The Little Giants started out in the Eastern League, where they played from 1884 to 1886. They were known as the Newark Domestics in 1884 and 1885. They won the 1886 Eastern League pennant. For the 1887 season, they moved to the International Association.

They played the 1888 season as the Newark Trunkmakers, winning the Central League in that league's single season of existence. They returned to the Little Giants name for two final seasons in 1889 and 1890, as part of the Atlantic Association.

==1887: The first African-American battery==
Newark featured the first all African-American battery (pitcher and catcher pairing) for a mixed-race team in organized baseball, in 1887. George Stovey was one of the team's best pitchers, with a 2.46 ERA with a win-loss record of approximately 33-14, and a .255 batting average.

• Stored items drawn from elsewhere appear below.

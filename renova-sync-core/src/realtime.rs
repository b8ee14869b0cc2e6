//! Realtime ingestion of remote mutations.
//!
//! One task per subscribed collection reads the remote feed, decodes each
//! frame and applies it to the local store through the conflict policy.
//! Applied changes never reach the sync queue.

use std::collections::HashMap;
use std::sync::atomic::{AtomicBool, Ordering};
use std::sync::{Arc, Mutex, PoisonError};

use tokio::task::JoinHandle;

use crate::conflict::{ConflictDecision, ConflictPolicy};
use crate::error::SyncError;
use crate::events::{EventBus, SyncEvent};
use crate::record::Record;
use crate::remote::{RealtimeMessage, RemoteStore};
use crate::status::StatusReporter;
use crate::store::RecordStore;

struct Subscription {
    active: Arc<AtomicBool>,
    task: JoinHandle<()>,
}

/// Applies decoded realtime messages to the local store.
struct Applier {
    store: RecordStore,
    policy: Arc<ConflictPolicy>,
    status: Arc<StatusReporter>,
    events: EventBus,
}

impl Applier {
    async fn apply(&self, collection: &str, message: RealtimeMessage) -> Result<Vec<Record>, SyncError> {
        tracing::debug!("Realtime {} on {}", message.kind(), collection);

        let stored = match message {
            RealtimeMessage::Insert { record } | RealtimeMessage::Update { record } => {
                let (decision, stored) = self.store.modify(collection, |records| {
                    match records.iter_mut().find(|r| r.id() == record.id()) {
                        Some(local) => {
                            let decision = self.policy.decide(local, &record);
                            *local = decision.record().clone();
                            Some(decision)
                        }
                        None => {
                            records.push(record);
                            None
                        }
                    }
                })?;

                if let Some(ConflictDecision::Conflict {
                    local,
                    remote,
                    resolved,
                    strategy,
                }) = decision
                {
                    let total = self.status.record_conflict();
                    tracing::info!(
                        "Conflict on {}/{} resolved with {} ({} so far)",
                        collection,
                        resolved.id(),
                        strategy,
                        total
                    );
                    self.events.publish(SyncEvent::ConflictDetected {
                        collection: collection.to_string(),
                        local,
                        remote,
                        resolved,
                        strategy,
                        total,
                    });
                }
                stored
            }
            RealtimeMessage::Delete { id } => {
                let (_, stored) = self
                    .store
                    .modify(collection, |records| records.retain(|r| r.id() != &id))?;
                stored
            }
        };

        self.events.publish(SyncEvent::CollectionUpdated {
            collection: collection.to_string(),
            records: stored.clone(),
        });
        self.status.record_sync();
        self.status.publish().await;

        Ok(stored)
    }
}

/// Per-collection realtime subscriptions.
pub struct RealtimeIngestion {
    remote: Arc<dyn RemoteStore>,
    applier: Arc<Applier>,
    subscriptions: Mutex<HashMap<String, Subscription>>,
}

impl RealtimeIngestion {
    pub fn new(
        store: RecordStore,
        remote: Arc<dyn RemoteStore>,
        policy: Arc<ConflictPolicy>,
        status: Arc<StatusReporter>,
        events: EventBus,
    ) -> Self {
        Self {
            remote,
            applier: Arc::new(Applier {
                store,
                policy,
                status,
                events,
            }),
            subscriptions: Mutex::new(HashMap::new()),
        }
    }

    /// Opens the realtime channel for `collection`. Already-subscribed
    /// collections are left as they are.
    pub async fn subscribe(&self, collection: &str) -> Result<(), SyncError> {
        if self.is_subscribed(collection) {
            return Ok(());
        }

        let mut feed = self.remote.subscribe(collection).await?;
        let active = Arc::new(AtomicBool::new(true));

        let task = {
            let active = active.clone();
            let applier = self.applier.clone();
            let collection = collection.to_string();
            tokio::spawn(async move {
                while let Some(text) = feed.recv().await {
                    if !active.load(Ordering::SeqCst) {
                        break;
                    }
                    match RealtimeMessage::decode(&text) {
                        Ok(message) => {
                            if let Err(e) = applier.apply(&collection, message).await {
                                tracing::warn!("Could not apply realtime change to {}: {}", collection, e);
                            }
                        }
                        Err(e) => {
                            tracing::warn!("Dropping realtime message on {}: {}", collection, e);
                        }
                    }
                }
                tracing::debug!("Realtime feed for {} ended", collection);
            })
        };

        let mut subscriptions = self
            .subscriptions
            .lock()
            .unwrap_or_else(PoisonError::into_inner);
        if let Some(previous) = subscriptions.insert(collection.to_string(), Subscription { active, task }) {
            // Lost a race with a concurrent subscribe
            previous.active.store(false, Ordering::SeqCst);
            previous.task.abort();
        }

        tracing::info!("Subscribed to realtime changes on {}", collection);
        Ok(())
    }

    pub fn is_subscribed(&self, collection: &str) -> bool {
        self.subscriptions
            .lock()
            .unwrap_or_else(PoisonError::into_inner)
            .contains_key(collection)
    }

    /// Applies one message as if it arrived on the channel.
    pub async fn apply_message(
        &self,
        collection: &str,
        message: RealtimeMessage,
    ) -> Result<Vec<Record>, SyncError> {
        self.applier.apply(collection, message).await
    }

    /// Closes every channel. Safe to call repeatedly.
    pub fn unsubscribe_all(&self) {
        let drained: Vec<(String, Subscription)> = self
            .subscriptions
            .lock()
            .unwrap_or_else(PoisonError::into_inner)
            .drain()
            .collect();

        if drained.is_empty() {
            return;
        }

        for (_, subscription) in &drained {
            subscription.active.store(false, Ordering::SeqCst);
            subscription.task.abort();
        }
        tracing::info!("Closed {} realtime subscription(s)", drained.len());
    }
}

impl Drop for RealtimeIngestion {
    fn drop(&mut self) {
        self.unsubscribe_all();
    }
}

#[cfg(test)]
mod tests {
    use super::*;
    use crate::record::RecordId;
    use crate::remote::MemoryRemoteStore;
    use serde_json::{json, Value};
    use std::time::Duration;
    use tokio::sync::broadcast;

    fn record(value: Value) -> Record {
        Record::from_value(value).unwrap()
    }

    struct Fixture {
        ingestion: RealtimeIngestion,
        remote: Arc<MemoryRemoteStore>,
        store: RecordStore,
        status: Arc<StatusReporter>,
        events: EventBus,
    }

    fn fixture() -> Fixture {
        let events = EventBus::new();
        let remote = Arc::new(MemoryRemoteStore::new());
        let store = RecordStore::in_memory();
        let status = Arc::new(StatusReporter::new(None, events.clone()));
        let ingestion = RealtimeIngestion::new(
            store.clone(),
            remote.clone(),
            Arc::new(ConflictPolicy::default()),
            status.clone(),
            events.clone(),
        );
        Fixture {
            ingestion,
            remote,
            store,
            status,
            events,
        }
    }

    async fn wait_for_update(rx: &mut broadcast::Receiver<SyncEvent>, name: &str) -> SyncEvent {
        tokio::time::timeout(Duration::from_secs(2), async {
            loop {
                let event = rx.recv().await.unwrap();
                if event.name() == name {
                    return event;
                }
            }
        })
        .await
        .expect("timed out waiting for event")
    }

    fn conflicts_seen(rx: &mut broadcast::Receiver<SyncEvent>) -> usize {
        let mut seen = 0;
        while let Ok(event) = rx.try_recv() {
            if matches!(event, SyncEvent::ConflictDetected { .. }) {
                seen += 1;
            }
        }
        seen
    }

    #[tokio::test]
    async fn test_insert_of_unknown_id_is_stored() {
        let f = fixture();
        let stored = f
            .ingestion
            .apply_message(
                "clientes",
                RealtimeMessage::Insert {
                    record: record(json!({"id": "c1", "name": "Ana"})),
                },
            )
            .await
            .unwrap();

        assert_eq!(stored.len(), 1);
        assert_eq!(f.store.get("clientes").unwrap(), stored);
        assert!(f.status.last_sync_at().is_some());
    }

    #[tokio::test]
    async fn test_update_within_window_is_a_conflict() {
        let f = fixture();
        let mut rx = f.events.subscribe();
        f.store
            .set("clientes", vec![record(json!({"id": 1, "v": "a", "lastModified": 10_000}))])
            .unwrap();

        f.ingestion
            .apply_message(
                "clientes",
                RealtimeMessage::Update {
                    record: record(json!({"id": 1, "v": "b", "lastModified": 14_000})),
                },
            )
            .await
            .unwrap();

        assert_eq!(conflicts_seen(&mut rx), 1);
        assert_eq!(f.status.conflict_count(), 1);
        let stored = f.store.get("clientes").unwrap();
        assert_eq!(stored[0].get("v"), Some(&json!("b")));
    }

    #[tokio::test]
    async fn test_update_outside_window_resolves_silently() {
        let f = fixture();
        let mut rx = f.events.subscribe();
        f.store
            .set("clientes", vec![record(json!({"id": 1, "v": "a", "lastModified": 20_000}))])
            .unwrap();

        f.ingestion
            .apply_message(
                "clientes",
                RealtimeMessage::Update {
                    record: record(json!({"id": 1, "v": "b", "lastModified": 14_000})),
                },
            )
            .await
            .unwrap();

        assert_eq!(conflicts_seen(&mut rx), 0);
        assert_eq!(f.status.conflict_count(), 0);
        // Local is newer and wins
        let stored = f.store.get("clientes").unwrap();
        assert_eq!(stored[0].get("v"), Some(&json!("a")));
    }

    #[tokio::test]
    async fn test_delete_wins_unconditionally() {
        let f = fixture();
        f.store
            .set(
                "clientes",
                vec![
                    record(json!({"id": 7, "v": "edited", "lastModified": 99_999_999})),
                    record(json!({"id": 8})),
                ],
            )
            .unwrap();

        f.ingestion
            .apply_message(
                "clientes",
                RealtimeMessage::Delete {
                    id: RecordId::from("7"),
                },
            )
            .await
            .unwrap();

        let ids: Vec<String> = f
            .store
            .get("clientes")
            .unwrap()
            .iter()
            .map(|r| r.id().to_string())
            .collect();
        assert_eq!(ids, vec!["8"]);
    }

    #[tokio::test]
    async fn test_subscription_applies_remote_writes_and_drops_garbage() {
        let f = fixture();
        let mut rx = f.events.subscribe();
        f.ingestion.subscribe("produtos").await.unwrap();
        f.ingestion.subscribe("produtos").await.unwrap();
        assert!(f.ingestion.is_subscribed("produtos"));

        f.remote.inject_raw("produtos", "{not json");
        f.remote.apply_external(
            "produtos",
            RealtimeMessage::Insert {
                record: record(json!({"id": "p1", "qty": 3})),
            },
        );

        match wait_for_update(&mut rx, "produtosUpdated").await {
            SyncEvent::CollectionUpdated { records, .. } => {
                assert_eq!(records.len(), 1);
                assert_eq!(records[0].get("qty"), Some(&json!(3)));
            }
            other => panic!("unexpected event {:?}", other),
        }
    }

    #[tokio::test]
    async fn test_unsubscribe_all_stops_ingestion() {
        let f = fixture();
        f.ingestion.subscribe("produtos").await.unwrap();

        f.ingestion.unsubscribe_all();
        f.ingestion.unsubscribe_all();
        assert!(!f.ingestion.is_subscribed("produtos"));

        f.remote.apply_external(
            "produtos",
            RealtimeMessage::Insert {
                record: record(json!({"id": "p1"})),
            },
        );
        tokio::time::sleep(Duration::from_millis(50)).await;
        assert!(f.store.get("produtos").unwrap().is_empty());
    }
}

He pitched to catcher Moses Fleetwood Walker, who had been the first African-American to play in the major leagues a few years before. The team was noted for their diversity at the time, fielding African-American, Irish, and German battery pairs.

In 1887, the Little Giants had an exhibition game scheduled against the major league Chicago White Stockings that contributed to the formalization of the baseball color line. Chicago's team captain, Cap Anson, sent a telegram to the Little Giants threatening that the White Stockings would not play if Stovey or Walker played. Neither played, and the game went on as scheduled, with Newark defeating Chicago 9-4. The next day, the International Association passed a resolution that the league would not approve any further contracts to Black players. This racial segregation would last until Jackie Robinson played for the Montreal Royals of the International League (the current form of the International Association) in 1946.